Skip to content

Validation

Version 2.0.0 (updated 2026-05-18)
  • Updated validation references to reflect the current supported disease set.
  • Clarified disease-specific cross-field expectations for confirmation_status and disease_subtype.
  • Aligned validation guidance language with current standards and templates.

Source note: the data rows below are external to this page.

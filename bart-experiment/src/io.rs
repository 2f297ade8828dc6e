use crate::error::{DeviceError, TriggerError};
use bart_core::{Key, PhaseDescriptor};
use log::{debug, warn};
use std::sync::Arc;
use std::sync::atomic::{AtomicBool, Ordering};
use std::time::Duration;

/// Result of one response window.
#[derive(Debug, Clone, PartialEq, Eq)]
pub enum Response {
    /// `rt_ns` is measured from the onset of the phase being answered.
    Pressed { key: Key, rt_ns: u64 },
    TimedOut,
}

/// The window, keyboard and clock of the running experiment.
///
/// Implementations must keep `now` monotonic across calls.
pub trait ResponseSource {
    /// Puts a phase on screen and returns its onset timestamp in ns.
    fn present(&mut self, phase: &PhaseDescriptor) -> u64;

    /// Keeps the current phase up for `duration`; returns the offset timestamp.
    fn hold(&mut self, duration: Duration) -> u64;

    /// Waits for one of `valid_keys`, or until `timeout` elapses. `None` waits indefinitely.
    fn await_response(
        &mut self,
        valid_keys: &[Key],
        timeout: Option<Duration>,
    ) -> Result<Response, DeviceError>;

    fn now(&self) -> u64;
}

/// Destination of synchronisation markers (parallel port, LSL outlet, ...).
pub trait TriggerSink {
    fn send(&mut self, code: u8) -> Result<(), TriggerError>;
}

/// Fire-and-forget marker delivery. An unset marker is skipped.
pub(crate) fn emit<S: TriggerSink + ?Sized>(sink: &mut S, marker: Option<u8>, what: &str) {
    let Some(code) = marker else {
        return;
    };
    match sink.send(code) {
        Ok(()) => debug!("marker {code} ({what})"),
        Err(e) => warn!("{what}: {e}"),
    }
}

/// Shared operator abort flag, honoured before the next phase is presented.
#[derive(Debug, Clone, Default)]
pub struct AbortHandle {
    flag: Arc<AtomicBool>,
}

impl AbortHandle {
    pub fn new() -> Self {
        Self::default()
    }

    pub fn request(&self) {
        self.flag.store(true, Ordering::SeqCst);
    }

    pub fn is_requested(&self) -> bool {
        self.flag.load(Ordering::SeqCst)
    }
}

The validation process checks:

  • File format and structure
  • Required field presence
  • Data type compliance
  • Valid value adherence
  • Logical consistency
  • Cross-field rules

Validation errors will be reported back to submitters with specific error descriptions.


Validation Rules

Format Validation

  • File must be valid CSV format
  • Required fields must be present in all rows
  • Field names must match specification exactly (case-sensitive)
  • No extra columns are permitted beyond the defined field set
  • Each submitted file must contain data for a single reporting jurisdiction (state) only

Data Type Validation

  • Dates must be in YYYY-MM-DD format
  • Counts must be positive integers (strictly greater than zero)
  • String fields must use exact valid values (case-sensitive)

Field Value Validation

  • disease_name must be one of the supported disease values: measles, pertussis, meningococcus, hepatitis a, acute hepatitis b, perinatal hepatitis b, mumps, mpox, varicella, pediatric flu mortality
  • time_unit must be week
  • date_type must be cccd or jurisdiction date hierarchy
  • geo_unit must be one of: county, state, region, planning area, hsa, NA
  • outcome must be one of: cases, deaths
  • confirmation_status must be confirmed or confirmed and probable
  • age_group must be one of the recognized age group values (see Valid Age Groups by Condition)
  • disease_subtype must be a valid value for the submitted disease_name (see Valid Subtypes by Condition)

Logical Validation

  • report_period_end must be after report_period_start
  • Date ranges must align with MMWR week boundaries (report_period_start must be a Sunday; report_period_end must be a Saturday)
  • reporting_jurisdiction must match either state or geo_name in each row
  • For geo_name = "international resident" rows, reporting_jurisdiction must match state

Geographic Validation

  • geo_name must equal state when geo_unit is state
  • geo_unit must be NA when geo_name is international resident; conversely, geo_unit = "NA" is only valid when geo_name is international resident
  • For jurisdictions with registered sub-state geographic units, geo_name must be one of the recognized sub-state jurisdiction names for the given state

Cross-Field Validation

Confirmation Status

  • measles, hepatitis a, perinatal hepatitis b, and pediatric flu mortality: confirmation_status must be confirmed
  • pertussis, meningococcus, acute hepatitis b, mumps, mpox, and varicella: confirmation_status must be confirmed and probable

Age Group and Disease Subtype Breakdown Rules

  • Sub-state level (geo_unitstate): both age_group and disease_subtype must be total
  • Perinatal hepatitis b (all geo levels): age_group must always be total
  • Diseases with age breakdown only (measles, pertussis, hepatitis a, acute hepatitis b, mumps, mpox, varicella, pediatric flu mortality) at state level: age_group must not be total
  • Meningococcus at state level: exactly one of age_group or disease_subtype must be total (age breakdown rows use disease_subtype = "total"; subtype breakdown rows use age_group = "total")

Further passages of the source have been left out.